Beneath this task are records; print exactly the stretch of them from the line with "crop_box.width, crop_box.height" through the line with "pub fn offset(&self)", both ends included.

[Dataset records Boundary: Start]

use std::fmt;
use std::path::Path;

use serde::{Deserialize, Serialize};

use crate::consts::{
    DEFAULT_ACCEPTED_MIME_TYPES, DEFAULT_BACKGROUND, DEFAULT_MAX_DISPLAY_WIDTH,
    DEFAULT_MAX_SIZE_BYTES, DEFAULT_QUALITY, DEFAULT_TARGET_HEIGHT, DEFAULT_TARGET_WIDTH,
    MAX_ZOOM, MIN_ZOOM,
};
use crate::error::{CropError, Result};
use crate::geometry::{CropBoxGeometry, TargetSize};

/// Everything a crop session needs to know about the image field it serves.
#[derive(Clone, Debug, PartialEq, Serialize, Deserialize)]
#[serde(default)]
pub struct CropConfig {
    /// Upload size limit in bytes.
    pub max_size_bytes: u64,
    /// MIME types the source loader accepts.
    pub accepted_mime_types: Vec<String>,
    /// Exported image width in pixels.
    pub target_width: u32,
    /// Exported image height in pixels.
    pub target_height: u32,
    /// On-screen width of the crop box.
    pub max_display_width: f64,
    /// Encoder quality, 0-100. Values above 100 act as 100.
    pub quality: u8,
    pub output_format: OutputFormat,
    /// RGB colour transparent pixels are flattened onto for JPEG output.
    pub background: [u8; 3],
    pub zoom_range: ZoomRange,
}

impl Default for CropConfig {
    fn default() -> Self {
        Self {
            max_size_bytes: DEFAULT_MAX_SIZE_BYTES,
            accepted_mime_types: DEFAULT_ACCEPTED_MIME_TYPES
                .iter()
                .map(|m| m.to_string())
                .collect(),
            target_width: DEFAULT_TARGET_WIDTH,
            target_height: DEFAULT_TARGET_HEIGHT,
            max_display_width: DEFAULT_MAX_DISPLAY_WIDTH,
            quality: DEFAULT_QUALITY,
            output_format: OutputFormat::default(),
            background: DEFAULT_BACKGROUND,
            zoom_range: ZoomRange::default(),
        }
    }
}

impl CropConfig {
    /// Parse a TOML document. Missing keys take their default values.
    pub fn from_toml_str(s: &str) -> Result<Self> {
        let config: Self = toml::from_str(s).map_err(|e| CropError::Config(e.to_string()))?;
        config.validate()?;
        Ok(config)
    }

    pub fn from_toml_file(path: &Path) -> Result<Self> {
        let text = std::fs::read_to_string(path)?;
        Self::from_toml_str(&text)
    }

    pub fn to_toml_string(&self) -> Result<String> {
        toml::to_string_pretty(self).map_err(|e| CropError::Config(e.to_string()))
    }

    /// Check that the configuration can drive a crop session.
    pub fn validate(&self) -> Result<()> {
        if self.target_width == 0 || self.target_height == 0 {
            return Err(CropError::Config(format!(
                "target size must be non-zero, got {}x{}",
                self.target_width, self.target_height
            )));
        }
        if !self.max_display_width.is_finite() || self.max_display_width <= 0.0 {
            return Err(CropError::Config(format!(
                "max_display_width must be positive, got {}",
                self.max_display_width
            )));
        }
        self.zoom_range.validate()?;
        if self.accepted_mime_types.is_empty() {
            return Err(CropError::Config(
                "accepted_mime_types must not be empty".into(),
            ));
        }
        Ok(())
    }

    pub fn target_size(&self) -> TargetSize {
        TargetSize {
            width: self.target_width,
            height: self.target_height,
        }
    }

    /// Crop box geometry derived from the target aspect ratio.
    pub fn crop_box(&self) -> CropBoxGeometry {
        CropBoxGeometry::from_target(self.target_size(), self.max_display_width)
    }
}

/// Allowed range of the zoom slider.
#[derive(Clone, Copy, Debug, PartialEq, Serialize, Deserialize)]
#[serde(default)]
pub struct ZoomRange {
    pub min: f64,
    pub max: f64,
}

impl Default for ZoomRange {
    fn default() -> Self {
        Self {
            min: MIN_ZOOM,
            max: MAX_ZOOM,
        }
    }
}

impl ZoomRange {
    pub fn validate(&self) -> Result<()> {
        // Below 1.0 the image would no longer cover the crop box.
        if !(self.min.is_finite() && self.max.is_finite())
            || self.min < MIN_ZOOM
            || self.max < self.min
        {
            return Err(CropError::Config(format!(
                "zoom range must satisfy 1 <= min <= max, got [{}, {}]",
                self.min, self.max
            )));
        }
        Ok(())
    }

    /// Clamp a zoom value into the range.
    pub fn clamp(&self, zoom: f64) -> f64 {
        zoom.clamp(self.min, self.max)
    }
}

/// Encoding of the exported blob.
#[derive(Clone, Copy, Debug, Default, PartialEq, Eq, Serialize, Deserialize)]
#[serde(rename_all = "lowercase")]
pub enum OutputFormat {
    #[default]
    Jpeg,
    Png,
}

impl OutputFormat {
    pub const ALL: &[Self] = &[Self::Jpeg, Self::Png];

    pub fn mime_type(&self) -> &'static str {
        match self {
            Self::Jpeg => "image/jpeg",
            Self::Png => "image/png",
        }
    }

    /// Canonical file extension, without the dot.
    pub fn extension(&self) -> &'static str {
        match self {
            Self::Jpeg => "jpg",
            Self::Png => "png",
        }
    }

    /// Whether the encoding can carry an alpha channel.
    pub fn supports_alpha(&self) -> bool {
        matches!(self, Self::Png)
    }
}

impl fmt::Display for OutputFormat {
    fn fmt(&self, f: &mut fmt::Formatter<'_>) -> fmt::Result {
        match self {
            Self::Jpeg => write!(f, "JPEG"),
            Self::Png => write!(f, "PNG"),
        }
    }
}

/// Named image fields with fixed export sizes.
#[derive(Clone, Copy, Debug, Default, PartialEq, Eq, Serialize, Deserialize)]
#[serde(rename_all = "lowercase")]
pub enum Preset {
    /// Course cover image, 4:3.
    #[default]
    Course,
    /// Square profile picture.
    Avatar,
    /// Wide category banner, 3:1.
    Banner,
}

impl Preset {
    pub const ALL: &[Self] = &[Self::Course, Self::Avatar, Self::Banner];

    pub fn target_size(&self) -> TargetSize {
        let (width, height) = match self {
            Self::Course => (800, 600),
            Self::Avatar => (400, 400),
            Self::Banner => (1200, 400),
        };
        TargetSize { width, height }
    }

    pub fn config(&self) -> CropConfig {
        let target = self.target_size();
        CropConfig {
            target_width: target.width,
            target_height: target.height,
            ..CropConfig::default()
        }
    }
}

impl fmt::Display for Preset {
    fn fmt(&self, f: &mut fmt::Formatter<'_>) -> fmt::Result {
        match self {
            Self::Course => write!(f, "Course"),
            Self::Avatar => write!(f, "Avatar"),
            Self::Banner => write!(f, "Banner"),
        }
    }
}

[Dataset records Boundary: End]
[Dataset records Boundary: Start]

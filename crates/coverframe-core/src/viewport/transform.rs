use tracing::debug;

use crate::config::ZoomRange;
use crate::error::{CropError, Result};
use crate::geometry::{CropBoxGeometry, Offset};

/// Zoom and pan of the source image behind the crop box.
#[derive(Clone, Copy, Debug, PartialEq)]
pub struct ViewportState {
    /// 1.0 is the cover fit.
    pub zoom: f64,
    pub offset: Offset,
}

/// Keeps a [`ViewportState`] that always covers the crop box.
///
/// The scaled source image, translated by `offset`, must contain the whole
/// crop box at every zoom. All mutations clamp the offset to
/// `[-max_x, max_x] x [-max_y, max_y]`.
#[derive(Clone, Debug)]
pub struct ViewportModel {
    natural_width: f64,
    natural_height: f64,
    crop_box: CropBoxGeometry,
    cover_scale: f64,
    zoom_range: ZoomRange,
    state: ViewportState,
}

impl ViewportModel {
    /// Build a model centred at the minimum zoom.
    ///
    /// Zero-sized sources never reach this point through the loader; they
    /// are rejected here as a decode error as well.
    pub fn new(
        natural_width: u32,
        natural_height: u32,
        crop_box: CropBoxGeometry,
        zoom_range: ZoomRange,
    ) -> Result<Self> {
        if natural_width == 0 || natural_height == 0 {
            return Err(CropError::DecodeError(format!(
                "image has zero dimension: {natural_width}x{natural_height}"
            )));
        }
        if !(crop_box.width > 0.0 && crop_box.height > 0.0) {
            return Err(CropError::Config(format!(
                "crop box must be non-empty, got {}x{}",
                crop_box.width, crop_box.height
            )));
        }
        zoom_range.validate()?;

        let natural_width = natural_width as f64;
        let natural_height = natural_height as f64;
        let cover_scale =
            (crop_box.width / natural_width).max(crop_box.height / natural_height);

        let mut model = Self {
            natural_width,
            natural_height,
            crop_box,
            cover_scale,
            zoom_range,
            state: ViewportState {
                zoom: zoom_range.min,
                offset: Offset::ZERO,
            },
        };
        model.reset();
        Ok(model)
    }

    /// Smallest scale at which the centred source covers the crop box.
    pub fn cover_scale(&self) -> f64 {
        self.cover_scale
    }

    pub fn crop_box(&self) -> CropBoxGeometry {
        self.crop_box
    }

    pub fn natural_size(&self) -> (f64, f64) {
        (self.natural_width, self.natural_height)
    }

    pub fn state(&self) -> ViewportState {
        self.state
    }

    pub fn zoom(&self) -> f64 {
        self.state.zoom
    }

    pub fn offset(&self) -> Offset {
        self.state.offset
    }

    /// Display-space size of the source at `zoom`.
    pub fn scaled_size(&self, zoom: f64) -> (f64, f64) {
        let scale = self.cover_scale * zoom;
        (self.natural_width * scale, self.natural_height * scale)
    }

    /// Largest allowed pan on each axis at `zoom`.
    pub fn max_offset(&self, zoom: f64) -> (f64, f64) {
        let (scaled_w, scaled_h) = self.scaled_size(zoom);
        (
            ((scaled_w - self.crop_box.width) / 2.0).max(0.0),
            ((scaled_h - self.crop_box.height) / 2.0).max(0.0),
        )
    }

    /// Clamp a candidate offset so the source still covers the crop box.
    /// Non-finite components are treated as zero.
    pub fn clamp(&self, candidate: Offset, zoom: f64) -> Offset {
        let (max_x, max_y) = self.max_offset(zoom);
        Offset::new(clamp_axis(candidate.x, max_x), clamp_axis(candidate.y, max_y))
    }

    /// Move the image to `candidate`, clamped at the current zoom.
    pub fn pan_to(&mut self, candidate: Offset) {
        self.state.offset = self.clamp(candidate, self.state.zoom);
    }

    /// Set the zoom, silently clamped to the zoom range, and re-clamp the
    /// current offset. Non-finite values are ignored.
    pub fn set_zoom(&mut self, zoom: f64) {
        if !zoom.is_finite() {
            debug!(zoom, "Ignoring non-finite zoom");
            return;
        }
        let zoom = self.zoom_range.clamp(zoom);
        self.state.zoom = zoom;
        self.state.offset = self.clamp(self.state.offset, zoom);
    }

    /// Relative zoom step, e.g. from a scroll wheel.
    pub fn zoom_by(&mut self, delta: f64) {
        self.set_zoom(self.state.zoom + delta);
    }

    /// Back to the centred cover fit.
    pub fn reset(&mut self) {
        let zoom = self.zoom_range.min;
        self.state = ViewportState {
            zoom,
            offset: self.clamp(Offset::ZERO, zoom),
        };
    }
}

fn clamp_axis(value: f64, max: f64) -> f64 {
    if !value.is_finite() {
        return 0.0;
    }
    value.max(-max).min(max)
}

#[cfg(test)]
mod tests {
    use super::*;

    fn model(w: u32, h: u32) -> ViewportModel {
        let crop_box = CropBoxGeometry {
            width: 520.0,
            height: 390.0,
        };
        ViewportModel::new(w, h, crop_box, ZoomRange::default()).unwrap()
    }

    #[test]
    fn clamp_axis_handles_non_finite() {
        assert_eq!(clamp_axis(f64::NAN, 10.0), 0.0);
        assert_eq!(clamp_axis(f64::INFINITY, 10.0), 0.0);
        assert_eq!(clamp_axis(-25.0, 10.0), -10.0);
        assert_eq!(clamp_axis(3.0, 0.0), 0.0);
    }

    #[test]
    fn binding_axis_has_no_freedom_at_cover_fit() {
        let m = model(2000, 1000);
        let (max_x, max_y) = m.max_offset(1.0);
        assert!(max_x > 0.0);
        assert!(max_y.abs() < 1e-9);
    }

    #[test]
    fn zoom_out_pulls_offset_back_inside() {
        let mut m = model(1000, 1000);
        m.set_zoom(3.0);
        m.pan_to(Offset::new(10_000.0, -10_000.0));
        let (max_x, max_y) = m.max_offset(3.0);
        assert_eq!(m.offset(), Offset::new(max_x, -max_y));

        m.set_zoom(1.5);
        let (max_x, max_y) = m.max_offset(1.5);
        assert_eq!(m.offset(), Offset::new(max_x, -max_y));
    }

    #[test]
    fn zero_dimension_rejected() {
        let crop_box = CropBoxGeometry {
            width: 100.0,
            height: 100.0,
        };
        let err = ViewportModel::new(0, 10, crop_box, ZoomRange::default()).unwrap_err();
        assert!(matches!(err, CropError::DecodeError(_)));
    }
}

[Dataset records Boundary: End]
[Dataset records Boundary: Start]

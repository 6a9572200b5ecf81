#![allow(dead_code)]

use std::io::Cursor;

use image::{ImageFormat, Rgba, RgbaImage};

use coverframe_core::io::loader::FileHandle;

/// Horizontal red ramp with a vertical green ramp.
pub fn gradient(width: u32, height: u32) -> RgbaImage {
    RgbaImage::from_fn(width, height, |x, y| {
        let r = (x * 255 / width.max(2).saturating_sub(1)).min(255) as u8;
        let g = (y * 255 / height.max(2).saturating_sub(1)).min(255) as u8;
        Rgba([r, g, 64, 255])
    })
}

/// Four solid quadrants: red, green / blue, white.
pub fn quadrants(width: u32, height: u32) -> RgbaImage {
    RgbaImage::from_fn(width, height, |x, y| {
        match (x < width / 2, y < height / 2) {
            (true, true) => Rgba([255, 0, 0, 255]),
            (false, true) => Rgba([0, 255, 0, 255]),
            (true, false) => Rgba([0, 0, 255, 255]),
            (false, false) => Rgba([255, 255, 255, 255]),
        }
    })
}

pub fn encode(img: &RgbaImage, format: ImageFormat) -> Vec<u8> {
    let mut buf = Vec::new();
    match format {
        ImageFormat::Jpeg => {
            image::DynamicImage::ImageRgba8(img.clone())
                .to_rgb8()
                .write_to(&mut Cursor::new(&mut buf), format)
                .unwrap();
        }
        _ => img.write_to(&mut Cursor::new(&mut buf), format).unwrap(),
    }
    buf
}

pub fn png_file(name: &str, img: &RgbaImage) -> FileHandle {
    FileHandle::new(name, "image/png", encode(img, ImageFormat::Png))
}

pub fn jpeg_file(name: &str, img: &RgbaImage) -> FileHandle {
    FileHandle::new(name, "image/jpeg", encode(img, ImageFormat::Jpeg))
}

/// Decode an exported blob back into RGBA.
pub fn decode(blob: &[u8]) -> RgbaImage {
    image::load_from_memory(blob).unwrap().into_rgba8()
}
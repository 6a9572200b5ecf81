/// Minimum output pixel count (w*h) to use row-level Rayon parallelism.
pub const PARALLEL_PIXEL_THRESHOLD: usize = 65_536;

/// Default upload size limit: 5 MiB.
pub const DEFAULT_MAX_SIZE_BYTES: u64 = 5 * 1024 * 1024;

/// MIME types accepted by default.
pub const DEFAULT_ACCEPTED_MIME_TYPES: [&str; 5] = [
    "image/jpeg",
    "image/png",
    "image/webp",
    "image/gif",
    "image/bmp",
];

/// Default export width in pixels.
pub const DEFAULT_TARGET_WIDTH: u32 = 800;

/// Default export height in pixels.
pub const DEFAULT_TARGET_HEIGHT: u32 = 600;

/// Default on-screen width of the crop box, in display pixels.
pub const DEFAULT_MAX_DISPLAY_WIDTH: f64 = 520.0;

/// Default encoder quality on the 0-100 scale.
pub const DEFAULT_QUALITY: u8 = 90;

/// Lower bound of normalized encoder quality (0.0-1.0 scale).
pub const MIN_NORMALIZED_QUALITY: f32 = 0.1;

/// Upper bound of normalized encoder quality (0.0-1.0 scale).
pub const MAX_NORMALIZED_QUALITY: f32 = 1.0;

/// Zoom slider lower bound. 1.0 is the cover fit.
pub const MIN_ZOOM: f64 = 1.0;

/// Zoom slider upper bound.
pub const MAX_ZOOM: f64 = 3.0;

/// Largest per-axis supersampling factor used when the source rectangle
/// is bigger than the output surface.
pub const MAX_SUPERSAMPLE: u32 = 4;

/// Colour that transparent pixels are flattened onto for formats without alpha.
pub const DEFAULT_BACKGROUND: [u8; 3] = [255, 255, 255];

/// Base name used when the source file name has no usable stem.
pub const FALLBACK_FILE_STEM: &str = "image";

[Dataset records Boundary: End]

*Answer area*:
                crop_box.width, crop_box.height
            )));
        }
        zoom_range.validate()?;

        let natural_width = natural_width as f64;
        let natural_height = natural_height as f64;
        let cover_scale =
            (crop_box.width / natural_width).max(crop_box.height / natural_height);

        let mut model = Self {
            natural_width,
            natural_height,
            crop_box,
            cover_scale,
            zoom_range,
            state: ViewportState {
                zoom: zoom_range.min,
                offset: Offset::ZERO,
            },
        };
        model.reset();
        Ok(model)
    }

    /// Smallest scale at which the centred source covers the crop box.
    pub fn cover_scale(&self) -> f64 {
        self.cover_scale
    }

    pub fn crop_box(&self) -> CropBoxGeometry {
        self.crop_box
    }

    pub fn natural_size(&self) -> (f64, f64) {
        (self.natural_width, self.natural_height)
    }

    pub fn state(&self) -> ViewportState {
        self.state
    }

    pub fn zoom(&self) -> f64 {
        self.state.zoom
    }

    pub fn offset(&self) -> Offset {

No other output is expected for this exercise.